§ **Task brief**
The lines from the top of the data down to the line with "pub const MARGIN: usize = 20;" should be repeated exactly, both ends included.

Extracted data entries
========================================
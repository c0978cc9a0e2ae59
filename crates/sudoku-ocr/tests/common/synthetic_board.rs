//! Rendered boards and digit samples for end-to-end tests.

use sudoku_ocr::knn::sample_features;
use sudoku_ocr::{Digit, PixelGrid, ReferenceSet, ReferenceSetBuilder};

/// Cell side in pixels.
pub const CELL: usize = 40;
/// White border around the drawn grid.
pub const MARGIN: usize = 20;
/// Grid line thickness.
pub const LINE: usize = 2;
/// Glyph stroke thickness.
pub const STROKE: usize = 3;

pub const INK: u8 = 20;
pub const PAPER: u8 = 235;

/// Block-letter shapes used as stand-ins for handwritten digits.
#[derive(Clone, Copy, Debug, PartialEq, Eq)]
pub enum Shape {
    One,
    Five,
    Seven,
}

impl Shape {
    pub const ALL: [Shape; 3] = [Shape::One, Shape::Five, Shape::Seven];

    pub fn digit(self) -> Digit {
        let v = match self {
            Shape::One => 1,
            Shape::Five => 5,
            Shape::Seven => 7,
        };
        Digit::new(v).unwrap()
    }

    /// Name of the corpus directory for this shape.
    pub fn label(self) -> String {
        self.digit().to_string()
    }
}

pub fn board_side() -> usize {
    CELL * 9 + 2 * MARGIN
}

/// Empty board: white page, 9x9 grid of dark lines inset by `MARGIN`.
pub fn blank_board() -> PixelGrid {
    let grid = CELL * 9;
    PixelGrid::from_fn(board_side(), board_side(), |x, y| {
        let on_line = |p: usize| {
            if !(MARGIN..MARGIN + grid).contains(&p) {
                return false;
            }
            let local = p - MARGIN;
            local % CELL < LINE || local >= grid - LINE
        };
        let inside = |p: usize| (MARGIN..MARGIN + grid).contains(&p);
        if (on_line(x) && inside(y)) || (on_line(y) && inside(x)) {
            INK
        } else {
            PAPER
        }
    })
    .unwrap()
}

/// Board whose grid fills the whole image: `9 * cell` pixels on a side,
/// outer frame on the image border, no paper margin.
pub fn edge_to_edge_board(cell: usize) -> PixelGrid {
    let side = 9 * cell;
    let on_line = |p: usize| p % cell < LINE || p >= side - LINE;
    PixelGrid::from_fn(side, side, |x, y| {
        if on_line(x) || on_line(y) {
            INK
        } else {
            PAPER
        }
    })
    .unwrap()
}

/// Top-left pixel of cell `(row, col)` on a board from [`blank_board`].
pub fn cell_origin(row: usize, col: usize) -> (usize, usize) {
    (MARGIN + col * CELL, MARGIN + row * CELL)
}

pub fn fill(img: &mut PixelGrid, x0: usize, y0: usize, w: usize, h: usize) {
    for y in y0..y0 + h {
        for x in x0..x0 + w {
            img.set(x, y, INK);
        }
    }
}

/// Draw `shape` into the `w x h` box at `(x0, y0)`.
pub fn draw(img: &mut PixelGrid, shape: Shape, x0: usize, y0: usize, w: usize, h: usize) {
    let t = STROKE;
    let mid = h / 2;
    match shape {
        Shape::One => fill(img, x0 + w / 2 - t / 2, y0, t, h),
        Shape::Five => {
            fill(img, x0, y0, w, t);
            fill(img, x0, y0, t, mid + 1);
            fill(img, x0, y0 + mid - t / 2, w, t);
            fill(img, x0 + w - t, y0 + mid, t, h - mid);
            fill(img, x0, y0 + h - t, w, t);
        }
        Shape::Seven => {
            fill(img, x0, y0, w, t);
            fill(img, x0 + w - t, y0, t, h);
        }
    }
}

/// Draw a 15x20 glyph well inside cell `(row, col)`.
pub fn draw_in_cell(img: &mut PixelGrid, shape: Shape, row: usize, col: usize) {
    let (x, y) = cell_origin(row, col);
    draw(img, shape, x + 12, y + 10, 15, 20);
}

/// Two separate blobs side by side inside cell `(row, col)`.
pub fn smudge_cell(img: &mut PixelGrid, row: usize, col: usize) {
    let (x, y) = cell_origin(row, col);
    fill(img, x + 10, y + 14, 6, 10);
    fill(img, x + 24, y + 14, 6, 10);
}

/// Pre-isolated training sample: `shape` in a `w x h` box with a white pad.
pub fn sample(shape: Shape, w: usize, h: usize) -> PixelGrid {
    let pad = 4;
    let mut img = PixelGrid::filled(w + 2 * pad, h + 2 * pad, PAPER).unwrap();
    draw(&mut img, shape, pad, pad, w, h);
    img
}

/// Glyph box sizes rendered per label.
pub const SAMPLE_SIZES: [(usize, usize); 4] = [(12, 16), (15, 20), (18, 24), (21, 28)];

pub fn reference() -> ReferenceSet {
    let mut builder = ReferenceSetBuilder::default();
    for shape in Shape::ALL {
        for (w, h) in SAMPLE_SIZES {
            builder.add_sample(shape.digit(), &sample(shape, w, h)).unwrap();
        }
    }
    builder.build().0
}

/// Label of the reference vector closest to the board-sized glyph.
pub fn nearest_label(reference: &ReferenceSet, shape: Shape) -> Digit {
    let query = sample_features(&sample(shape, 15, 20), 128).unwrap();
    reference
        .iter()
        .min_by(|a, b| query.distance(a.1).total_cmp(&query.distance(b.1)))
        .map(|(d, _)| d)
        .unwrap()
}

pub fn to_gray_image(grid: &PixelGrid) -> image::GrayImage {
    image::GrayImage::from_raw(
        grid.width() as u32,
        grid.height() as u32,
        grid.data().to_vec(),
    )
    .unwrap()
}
========================================
§ **Response to the exercise**
repository c0978cc9a0e2ae59
filename crates/sudoku-ocr/tests/common/synthetic_board.rs
//! Rendered boards and digit samples for end-to-end tests.

use sudoku_ocr::knn::sample_features;
use sudoku_ocr::{Digit, PixelGrid, ReferenceSet, ReferenceSetBuilder};

/// Cell side in pixels.
pub const CELL: usize = 40;
/// White border around the drawn grid.
pub const MARGIN: usize = 20;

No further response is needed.